Among the entries below, find the lines that hold the word "JSON" and report them.

■ ■ ■ ■ ■ ■ ■

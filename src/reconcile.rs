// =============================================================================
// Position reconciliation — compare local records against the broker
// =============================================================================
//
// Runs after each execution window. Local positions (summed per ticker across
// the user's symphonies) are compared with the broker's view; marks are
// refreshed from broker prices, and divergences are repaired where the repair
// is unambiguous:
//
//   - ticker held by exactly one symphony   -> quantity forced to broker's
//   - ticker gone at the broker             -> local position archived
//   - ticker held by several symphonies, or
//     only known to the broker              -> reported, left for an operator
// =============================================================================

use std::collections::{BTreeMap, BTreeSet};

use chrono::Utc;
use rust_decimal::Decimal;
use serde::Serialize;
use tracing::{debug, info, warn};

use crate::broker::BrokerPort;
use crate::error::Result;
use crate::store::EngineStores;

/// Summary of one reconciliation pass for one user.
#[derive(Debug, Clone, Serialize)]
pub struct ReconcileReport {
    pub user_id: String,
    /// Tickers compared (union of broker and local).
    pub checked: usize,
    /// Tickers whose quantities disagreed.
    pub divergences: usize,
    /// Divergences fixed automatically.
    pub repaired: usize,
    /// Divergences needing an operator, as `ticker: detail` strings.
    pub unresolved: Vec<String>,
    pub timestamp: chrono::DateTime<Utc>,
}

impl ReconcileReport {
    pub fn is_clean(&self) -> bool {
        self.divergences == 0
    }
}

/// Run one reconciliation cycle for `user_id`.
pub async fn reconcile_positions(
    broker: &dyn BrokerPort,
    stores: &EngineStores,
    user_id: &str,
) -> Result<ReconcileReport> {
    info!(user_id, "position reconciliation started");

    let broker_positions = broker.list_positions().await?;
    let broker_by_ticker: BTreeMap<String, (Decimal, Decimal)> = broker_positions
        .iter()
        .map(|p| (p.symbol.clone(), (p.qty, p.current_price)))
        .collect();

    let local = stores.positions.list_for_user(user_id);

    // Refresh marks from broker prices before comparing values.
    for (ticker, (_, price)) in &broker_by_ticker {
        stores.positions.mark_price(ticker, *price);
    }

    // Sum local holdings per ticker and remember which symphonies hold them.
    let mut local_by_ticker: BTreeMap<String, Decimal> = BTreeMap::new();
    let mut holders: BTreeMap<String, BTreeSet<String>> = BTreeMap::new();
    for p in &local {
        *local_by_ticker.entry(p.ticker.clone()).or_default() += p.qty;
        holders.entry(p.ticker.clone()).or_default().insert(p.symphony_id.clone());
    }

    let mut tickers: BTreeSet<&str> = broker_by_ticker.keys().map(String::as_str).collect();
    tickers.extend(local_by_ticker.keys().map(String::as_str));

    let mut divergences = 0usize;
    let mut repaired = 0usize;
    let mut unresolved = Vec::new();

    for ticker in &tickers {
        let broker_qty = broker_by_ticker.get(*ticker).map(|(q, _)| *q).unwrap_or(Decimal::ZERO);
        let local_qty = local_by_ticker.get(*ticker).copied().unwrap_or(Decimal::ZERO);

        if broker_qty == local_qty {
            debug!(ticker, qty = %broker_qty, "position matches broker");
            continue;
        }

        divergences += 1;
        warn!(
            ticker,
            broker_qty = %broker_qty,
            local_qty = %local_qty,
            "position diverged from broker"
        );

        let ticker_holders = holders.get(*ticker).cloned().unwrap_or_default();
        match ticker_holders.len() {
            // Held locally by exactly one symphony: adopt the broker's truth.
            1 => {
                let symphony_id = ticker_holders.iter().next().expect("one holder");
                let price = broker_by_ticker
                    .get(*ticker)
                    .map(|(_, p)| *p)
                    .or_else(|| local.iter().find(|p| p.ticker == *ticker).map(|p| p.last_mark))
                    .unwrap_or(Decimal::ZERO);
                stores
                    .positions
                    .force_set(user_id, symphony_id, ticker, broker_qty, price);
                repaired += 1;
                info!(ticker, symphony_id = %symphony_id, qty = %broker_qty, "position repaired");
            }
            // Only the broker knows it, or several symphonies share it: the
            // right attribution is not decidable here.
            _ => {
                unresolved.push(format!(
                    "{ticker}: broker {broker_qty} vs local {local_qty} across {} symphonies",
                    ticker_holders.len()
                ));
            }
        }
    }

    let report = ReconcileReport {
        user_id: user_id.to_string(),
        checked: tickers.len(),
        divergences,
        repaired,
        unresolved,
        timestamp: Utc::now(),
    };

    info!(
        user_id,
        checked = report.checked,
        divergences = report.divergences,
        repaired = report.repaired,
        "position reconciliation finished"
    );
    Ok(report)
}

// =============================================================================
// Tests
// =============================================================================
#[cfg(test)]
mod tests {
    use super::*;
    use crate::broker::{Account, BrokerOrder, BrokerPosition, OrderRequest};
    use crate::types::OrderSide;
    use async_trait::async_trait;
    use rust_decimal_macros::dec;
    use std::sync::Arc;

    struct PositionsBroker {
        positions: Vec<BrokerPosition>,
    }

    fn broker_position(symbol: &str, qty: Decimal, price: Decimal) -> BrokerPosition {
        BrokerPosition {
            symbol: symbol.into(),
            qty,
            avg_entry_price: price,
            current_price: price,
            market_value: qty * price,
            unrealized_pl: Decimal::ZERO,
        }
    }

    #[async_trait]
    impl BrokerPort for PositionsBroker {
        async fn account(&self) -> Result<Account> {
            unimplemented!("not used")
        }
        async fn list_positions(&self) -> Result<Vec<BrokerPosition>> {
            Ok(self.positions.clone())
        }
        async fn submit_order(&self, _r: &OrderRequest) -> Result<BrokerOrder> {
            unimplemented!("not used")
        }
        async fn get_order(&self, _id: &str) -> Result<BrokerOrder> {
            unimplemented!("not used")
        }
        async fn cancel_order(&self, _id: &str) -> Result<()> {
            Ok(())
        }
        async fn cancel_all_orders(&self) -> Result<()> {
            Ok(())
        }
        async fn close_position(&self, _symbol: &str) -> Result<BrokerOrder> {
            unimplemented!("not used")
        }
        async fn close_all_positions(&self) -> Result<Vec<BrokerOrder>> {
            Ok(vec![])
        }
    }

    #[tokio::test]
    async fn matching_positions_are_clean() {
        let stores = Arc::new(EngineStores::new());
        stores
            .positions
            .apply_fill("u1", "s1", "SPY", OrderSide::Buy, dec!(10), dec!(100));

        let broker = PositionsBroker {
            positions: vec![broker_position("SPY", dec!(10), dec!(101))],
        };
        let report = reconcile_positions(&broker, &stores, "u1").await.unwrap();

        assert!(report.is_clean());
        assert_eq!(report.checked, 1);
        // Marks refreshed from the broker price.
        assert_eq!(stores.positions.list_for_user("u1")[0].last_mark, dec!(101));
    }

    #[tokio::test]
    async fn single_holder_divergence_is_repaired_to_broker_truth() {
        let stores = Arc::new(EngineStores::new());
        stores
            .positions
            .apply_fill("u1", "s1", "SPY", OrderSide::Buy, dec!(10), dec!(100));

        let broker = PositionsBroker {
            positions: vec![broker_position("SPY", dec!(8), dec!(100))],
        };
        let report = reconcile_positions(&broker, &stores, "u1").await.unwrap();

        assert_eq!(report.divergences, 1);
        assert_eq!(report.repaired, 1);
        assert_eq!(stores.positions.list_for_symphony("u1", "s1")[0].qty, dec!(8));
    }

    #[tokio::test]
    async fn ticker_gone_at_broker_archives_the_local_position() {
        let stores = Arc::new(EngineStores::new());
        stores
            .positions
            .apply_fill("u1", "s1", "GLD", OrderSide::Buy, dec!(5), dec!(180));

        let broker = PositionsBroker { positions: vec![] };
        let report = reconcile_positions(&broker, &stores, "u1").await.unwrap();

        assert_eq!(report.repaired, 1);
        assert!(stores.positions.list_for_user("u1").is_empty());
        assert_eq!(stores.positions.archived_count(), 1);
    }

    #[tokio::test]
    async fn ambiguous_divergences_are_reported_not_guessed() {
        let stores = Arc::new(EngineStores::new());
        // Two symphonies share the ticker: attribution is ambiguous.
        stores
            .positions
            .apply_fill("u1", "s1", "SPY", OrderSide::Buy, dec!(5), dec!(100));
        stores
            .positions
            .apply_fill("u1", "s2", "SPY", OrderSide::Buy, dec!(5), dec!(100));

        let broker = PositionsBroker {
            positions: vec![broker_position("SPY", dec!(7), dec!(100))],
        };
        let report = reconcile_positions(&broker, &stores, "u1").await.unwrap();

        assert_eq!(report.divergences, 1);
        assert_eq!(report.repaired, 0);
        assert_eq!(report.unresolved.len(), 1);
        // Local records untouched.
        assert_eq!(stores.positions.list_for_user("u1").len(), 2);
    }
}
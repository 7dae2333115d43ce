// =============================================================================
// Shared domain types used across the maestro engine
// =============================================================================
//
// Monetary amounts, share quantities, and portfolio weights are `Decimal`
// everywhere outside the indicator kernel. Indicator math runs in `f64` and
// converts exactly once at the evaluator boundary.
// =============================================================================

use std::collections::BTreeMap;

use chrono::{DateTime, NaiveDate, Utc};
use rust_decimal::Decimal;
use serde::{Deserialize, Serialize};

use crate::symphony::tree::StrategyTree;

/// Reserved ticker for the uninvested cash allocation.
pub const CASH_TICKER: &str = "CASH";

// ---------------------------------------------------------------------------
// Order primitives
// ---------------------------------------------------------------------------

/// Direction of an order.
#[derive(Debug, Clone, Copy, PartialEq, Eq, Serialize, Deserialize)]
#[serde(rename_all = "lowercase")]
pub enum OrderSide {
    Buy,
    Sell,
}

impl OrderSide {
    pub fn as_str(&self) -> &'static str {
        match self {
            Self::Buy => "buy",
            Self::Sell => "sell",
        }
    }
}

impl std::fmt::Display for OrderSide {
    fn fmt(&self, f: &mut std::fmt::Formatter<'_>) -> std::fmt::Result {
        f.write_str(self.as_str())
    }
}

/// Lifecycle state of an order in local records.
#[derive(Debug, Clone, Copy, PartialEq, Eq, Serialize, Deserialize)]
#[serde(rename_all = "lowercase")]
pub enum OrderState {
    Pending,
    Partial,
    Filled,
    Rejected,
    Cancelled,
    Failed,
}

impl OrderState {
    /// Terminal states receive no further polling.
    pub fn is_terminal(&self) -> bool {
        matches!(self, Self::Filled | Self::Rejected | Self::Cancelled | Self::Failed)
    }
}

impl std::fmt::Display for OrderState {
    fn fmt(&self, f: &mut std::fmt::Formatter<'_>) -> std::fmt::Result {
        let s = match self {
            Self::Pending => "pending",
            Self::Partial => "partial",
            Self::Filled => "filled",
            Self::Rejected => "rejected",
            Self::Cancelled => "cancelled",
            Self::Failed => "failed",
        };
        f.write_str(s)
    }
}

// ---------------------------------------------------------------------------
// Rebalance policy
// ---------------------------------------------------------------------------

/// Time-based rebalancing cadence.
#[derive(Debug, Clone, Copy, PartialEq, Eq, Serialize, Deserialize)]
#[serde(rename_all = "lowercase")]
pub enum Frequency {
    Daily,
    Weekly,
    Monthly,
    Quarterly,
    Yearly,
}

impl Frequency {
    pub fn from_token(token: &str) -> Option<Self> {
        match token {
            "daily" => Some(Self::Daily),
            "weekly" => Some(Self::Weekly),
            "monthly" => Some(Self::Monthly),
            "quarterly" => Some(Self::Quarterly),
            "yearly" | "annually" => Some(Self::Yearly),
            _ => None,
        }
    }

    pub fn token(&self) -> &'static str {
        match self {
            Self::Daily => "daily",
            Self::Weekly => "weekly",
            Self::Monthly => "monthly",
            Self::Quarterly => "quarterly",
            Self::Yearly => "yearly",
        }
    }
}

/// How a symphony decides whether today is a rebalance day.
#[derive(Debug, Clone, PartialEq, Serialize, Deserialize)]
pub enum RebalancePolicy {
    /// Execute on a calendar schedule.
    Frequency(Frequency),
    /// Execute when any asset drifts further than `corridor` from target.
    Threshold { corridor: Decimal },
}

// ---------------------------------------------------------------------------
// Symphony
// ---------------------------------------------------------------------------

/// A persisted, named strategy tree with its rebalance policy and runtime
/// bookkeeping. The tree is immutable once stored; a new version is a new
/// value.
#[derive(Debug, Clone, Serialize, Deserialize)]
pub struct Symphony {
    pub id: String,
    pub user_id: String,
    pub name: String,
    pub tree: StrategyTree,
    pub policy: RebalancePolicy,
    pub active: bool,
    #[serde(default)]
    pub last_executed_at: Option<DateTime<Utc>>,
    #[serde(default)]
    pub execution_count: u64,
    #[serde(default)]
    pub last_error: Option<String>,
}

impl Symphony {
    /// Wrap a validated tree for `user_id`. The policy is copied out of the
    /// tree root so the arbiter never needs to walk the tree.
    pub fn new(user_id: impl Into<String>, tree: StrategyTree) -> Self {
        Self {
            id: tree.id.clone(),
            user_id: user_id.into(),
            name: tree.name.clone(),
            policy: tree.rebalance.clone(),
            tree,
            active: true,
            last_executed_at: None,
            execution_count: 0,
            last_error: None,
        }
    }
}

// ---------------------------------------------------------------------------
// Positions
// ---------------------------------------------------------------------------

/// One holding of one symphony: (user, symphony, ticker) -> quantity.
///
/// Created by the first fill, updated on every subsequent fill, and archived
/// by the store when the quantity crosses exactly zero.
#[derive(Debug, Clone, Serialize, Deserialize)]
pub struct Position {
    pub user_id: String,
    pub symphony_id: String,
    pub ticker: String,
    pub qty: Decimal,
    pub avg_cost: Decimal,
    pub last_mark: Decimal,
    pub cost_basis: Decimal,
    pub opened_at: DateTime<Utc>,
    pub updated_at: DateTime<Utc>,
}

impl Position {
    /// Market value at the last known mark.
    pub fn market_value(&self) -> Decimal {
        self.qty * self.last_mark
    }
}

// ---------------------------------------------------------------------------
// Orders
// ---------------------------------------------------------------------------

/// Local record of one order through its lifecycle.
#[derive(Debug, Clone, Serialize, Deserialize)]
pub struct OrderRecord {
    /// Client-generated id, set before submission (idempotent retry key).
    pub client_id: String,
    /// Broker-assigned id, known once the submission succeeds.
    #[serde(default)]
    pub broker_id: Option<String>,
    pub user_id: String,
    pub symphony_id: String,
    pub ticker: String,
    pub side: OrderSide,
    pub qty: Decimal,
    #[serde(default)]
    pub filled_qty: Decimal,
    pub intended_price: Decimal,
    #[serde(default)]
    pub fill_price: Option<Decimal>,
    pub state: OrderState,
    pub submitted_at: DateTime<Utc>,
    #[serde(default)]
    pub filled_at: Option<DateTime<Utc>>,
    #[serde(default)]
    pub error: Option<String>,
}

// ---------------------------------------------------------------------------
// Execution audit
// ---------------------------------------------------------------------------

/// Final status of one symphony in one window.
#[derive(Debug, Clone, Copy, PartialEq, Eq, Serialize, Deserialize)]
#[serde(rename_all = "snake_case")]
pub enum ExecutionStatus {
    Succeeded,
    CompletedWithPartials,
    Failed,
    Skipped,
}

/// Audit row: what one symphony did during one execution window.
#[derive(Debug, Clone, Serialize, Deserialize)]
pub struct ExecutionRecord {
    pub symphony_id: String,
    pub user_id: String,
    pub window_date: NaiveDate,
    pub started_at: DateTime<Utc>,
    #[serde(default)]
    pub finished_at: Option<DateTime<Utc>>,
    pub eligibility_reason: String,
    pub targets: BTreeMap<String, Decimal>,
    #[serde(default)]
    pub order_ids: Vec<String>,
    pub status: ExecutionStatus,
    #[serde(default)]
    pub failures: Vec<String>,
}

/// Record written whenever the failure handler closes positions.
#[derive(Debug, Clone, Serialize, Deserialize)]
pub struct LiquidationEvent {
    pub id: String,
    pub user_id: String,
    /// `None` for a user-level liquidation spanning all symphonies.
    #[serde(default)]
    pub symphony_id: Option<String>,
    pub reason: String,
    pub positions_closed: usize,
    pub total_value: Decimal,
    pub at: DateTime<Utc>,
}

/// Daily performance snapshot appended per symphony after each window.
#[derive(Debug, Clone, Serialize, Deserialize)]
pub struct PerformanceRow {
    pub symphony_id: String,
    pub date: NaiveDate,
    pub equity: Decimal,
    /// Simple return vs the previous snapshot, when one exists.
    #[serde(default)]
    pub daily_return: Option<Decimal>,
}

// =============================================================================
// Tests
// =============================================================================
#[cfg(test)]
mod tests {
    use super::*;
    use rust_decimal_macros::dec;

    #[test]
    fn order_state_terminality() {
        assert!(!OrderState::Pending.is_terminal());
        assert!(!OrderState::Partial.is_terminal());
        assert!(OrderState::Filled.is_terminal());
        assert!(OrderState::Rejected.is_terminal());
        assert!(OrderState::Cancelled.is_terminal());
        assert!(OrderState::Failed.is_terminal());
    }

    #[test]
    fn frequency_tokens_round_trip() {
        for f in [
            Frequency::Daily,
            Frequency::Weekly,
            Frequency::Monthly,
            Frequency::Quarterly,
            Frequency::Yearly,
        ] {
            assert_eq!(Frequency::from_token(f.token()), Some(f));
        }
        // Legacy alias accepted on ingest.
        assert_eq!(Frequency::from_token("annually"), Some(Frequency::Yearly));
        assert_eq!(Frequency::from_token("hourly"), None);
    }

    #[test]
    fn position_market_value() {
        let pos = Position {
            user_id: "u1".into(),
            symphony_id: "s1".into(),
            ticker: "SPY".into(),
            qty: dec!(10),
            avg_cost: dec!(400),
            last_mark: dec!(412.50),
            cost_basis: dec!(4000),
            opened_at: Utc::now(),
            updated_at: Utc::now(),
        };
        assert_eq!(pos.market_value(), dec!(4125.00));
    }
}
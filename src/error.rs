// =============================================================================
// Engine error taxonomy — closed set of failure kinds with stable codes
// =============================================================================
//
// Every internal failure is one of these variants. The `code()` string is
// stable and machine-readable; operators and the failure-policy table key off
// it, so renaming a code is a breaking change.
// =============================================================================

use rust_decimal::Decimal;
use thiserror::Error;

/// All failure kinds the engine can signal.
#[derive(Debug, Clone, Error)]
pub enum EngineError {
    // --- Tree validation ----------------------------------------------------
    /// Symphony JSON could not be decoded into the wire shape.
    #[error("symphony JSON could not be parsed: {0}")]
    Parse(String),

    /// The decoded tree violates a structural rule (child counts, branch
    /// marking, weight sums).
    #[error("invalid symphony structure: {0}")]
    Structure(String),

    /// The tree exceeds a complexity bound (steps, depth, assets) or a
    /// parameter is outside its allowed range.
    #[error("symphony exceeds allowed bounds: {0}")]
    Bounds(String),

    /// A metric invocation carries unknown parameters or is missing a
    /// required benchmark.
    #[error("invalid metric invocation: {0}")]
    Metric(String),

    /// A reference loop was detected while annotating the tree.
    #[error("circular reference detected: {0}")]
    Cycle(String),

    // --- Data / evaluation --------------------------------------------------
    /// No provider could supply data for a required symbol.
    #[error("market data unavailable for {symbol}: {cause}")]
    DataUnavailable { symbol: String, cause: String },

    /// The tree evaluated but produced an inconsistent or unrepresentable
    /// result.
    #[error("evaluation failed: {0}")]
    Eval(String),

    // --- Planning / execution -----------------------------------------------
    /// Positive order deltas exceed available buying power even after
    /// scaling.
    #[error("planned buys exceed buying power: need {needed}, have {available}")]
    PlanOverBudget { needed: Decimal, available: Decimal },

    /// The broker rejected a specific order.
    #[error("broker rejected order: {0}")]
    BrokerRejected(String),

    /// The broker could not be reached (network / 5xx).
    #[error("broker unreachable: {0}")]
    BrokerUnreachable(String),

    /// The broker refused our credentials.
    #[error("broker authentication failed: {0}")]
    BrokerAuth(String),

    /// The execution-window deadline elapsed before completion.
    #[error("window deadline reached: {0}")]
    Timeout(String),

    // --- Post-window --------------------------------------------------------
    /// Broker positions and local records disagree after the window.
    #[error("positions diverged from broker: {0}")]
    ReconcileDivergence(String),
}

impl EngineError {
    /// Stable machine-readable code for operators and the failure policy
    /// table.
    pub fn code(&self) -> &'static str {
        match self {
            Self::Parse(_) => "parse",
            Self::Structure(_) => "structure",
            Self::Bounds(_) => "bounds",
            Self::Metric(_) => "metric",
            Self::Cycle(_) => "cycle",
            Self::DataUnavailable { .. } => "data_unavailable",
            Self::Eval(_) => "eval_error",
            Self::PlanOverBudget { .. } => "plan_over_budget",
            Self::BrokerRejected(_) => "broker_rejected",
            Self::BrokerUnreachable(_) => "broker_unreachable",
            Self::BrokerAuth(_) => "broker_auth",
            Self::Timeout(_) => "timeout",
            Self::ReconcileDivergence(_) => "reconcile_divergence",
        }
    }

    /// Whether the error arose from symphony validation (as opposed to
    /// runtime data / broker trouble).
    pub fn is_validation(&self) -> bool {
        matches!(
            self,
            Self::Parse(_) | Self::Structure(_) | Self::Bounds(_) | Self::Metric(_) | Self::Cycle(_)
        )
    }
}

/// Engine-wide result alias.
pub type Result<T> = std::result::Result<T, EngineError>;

■ ■ ■ ■ ■ ■ ■

▸ Result for this exercise
    /// Symphony JSON could not be decoded into the wire shape.
    #[error("symphony JSON could not be parsed: {0}")]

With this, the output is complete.